A list of all differences between two schemas. GraphQL Inspector defines three kinds of changes:

  • Non-breaking change
  • Dangerous Change
  • Breaking change

When there's at least one breaking change, the process fails, otherwise, it succeeds.

Examples

Compare your local schema against a remote server:

graphql-inspector diff https://api.com/graphql schema.graphql

Compare your local schema against a schema on a master branch (GitHub):

graphql-inspector diff github:user/repo#master:schema.graphql schema.graphql

Rules

To customize the diff's behavior, you're able to use a set of rules:

dangerousBreaking

Turns every dangerous change to be a breaking change.

graphql-inspector diff https://api.com/graphql schema.graphql --rule dangerousBreaking

suppressRemovalOfDeprecatedField

Every removal of a deprecated field is considered a breaking change. With that flag, you can turn it into a dangerous change, so it won't fail a process or a CI check.

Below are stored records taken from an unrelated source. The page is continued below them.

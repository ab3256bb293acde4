//! Request URL signatures.
//!
//! The signature is an HMAC-SHA1 over the URL path and query, keyed with the
//! provider secret and appended as a base64url `signature` parameter. Secrets
//! that are themselves base64url (as Google issues them) are decoded first;
//! any other secret is used as raw bytes.

use base64::engine::general_purpose::URL_SAFE;
use base64::Engine;
use hmac::{Hmac, Mac};
use reqwest::Url;
use sha1::Sha1;

use crate::error::ErrorCode;

type HmacSha1 = Hmac<Sha1>;

/// Return `url` with a `signature` parameter appended.
pub fn sign_url(url: &Url, secret: &str) -> Result<String, ErrorCode> {
    if secret.is_empty() {
        return Err(ErrorCode::LicenseKeyInvalid);
    }

    let key = URL_SAFE
        .decode(secret)
        .unwrap_or_else(|_| secret.as_bytes().to_vec());

    let mut canonical = url.path().to_string();
    if let Some(query) = url.query() {
        canonical.push('?');
        canonical.push_str(query);
    }

    let mut mac = HmacSha1::new_from_slice(&key).map_err(|_| ErrorCode::LicenseKeyInvalid)?;
    mac.update(canonical.as_bytes());
    let signature = URL_SAFE.encode(mac.finalize().into_bytes());

    let separator = if url.query().is_some() { '&' } else { '?' };
    Ok(format!("{}{}signature={}", url, separator, signature))
}

#[cfg(test)]
mod tests {
    use super::*;

    #[test]
    fn test_known_signature() {
        // Worked example from Google's URL signing documentation.
        let url = Url::parse(
            "https://maps.googleapis.com/maps/api/geocode/json?address=New+York&client=clientID",
        )
        .unwrap();
        let signed = sign_url(&url, "vNIXE0xscrmjlyV-12Nj_BvUPaw=").unwrap();
        assert_eq!(
            signed,
            "https://maps.googleapis.com/maps/api/geocode/json?address=New+York&client=clientID\
             &signature=chaRF2hTJKOScPr-RQCEhZbSzIE="
        );
    }

    #[test]
    fn test_raw_secret_is_accepted() {
        let url = Url::parse("https://osm.example.com/search?q=x").unwrap();
        let signed = sign_url(&url, "not base64 !").unwrap();
        assert!(signed.starts_with("https://osm.example.com/search?q=x&signature="));
    }

    #[test]
    fn test_url_without_query() {
        let url = Url::parse("https://osm.example.com/status").unwrap();
        let signed = sign_url(&url, "secret").unwrap();
        assert!(signed.starts_with("https://osm.example.com/status?signature="));
    }

    #[test]
    fn test_signature_depends_on_secret() {
        let url = Url::parse("https://osm.example.com/search?q=x").unwrap();
        assert_ne!(sign_url(&url, "a").unwrap(), sign_url(&url, "b").unwrap());
    }

    #[test]
    fn test_empty_secret() {
        let url = Url::parse("https://osm.example.com/search?q=x").unwrap();
        assert_eq!(sign_url(&url, ""), Err(ErrorCode::LicenseKeyInvalid));
    }
}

graphql-inspector diff https://api.com/graphql schema.graphql --rule suppressRemovalOfDeprecatedField

Here is an example of a breaking change:

OLD_SCHEMA
type User {
  id: ID
  name: String
  age: Int @deprecated
}
NEW_SCHEMA
type User {
  id: ID
  name: String
}
  • When "suppressRemovalOfDeprecatedField" rule enabled, it will not consider the removal of the age field as a breaking change.

ignoreDescriptionChanges

Changes in descriptions are filtered out and are not displayed in the CLI result.

graphql-inspector diff https://api.com/graphql schema.graphql --rule ignoreDescriptionChanges

safeUnreachable

Breaking changes are done on unreachable parts of the schema (non-accessible when starting from the root types) and won't be marked as breaking.

graphql-inspector diff https://api.com/graphql schema.graphql --rule safeUnreachable

Example of unreachable type:

type Query {
  me: String
}
 
"""
User can't be requested, it's unreachable
"""
type User {
  id: ID!
}

considerUsage

Decides if a breaking change is in fact breaking, based on real usage of schema.

graphql-inspector diff https://api.com/graphql schema.graphql --rule considerUsage --onUsage check-usage.js

Example check-usage.js file:

check-usage.js
const BREAKING = false
const NOT_BREAKING = true
 
module.exports = entities => {
  return Promise.all(
    entities.map(async ({ type, field, argument }) => {
      // User                   => { type: 'User' }
      // Query.id               => { type: 'Query', field: 'me' }
      // Query.users(last: 10)  => { type: 'Query', field: 'users', argument: 'last' }
      const used = await checkIfUsedInLast30Days(type, field, argument)
      return used ? BREAKING : NOT_BREAKING
    })
  )
}

Custom rules

It's possible to write your own rules.

First, you need a module:

custom-rule.js
module.exports = ({ changes }) => {
  return changes.filter(myCustomFilter)
}

Now, you can use that module as a rule:

graphql-inspector diff https://api.com/graphql schema.graphql --rule './custom-rule.js'

Passing different headers to multiple remote schemas

If you want to do a diff between multiple remote schemas, each with a different set of authentication headers, you can do it with --left-header and --right-header flags like so:

graphql-inspector diff http://your-schema-1/graphql http://your-schema-2/graphql --left-header 'Auth: Basic 123' --right-header 'Auth: Basic 345'

where --left-header will get passed to http://your-schema-1/graphql and --right-header will get passed to http://your-schema-2/graphql.

💡
Note: --left-header and --right-header overrides the --header flags.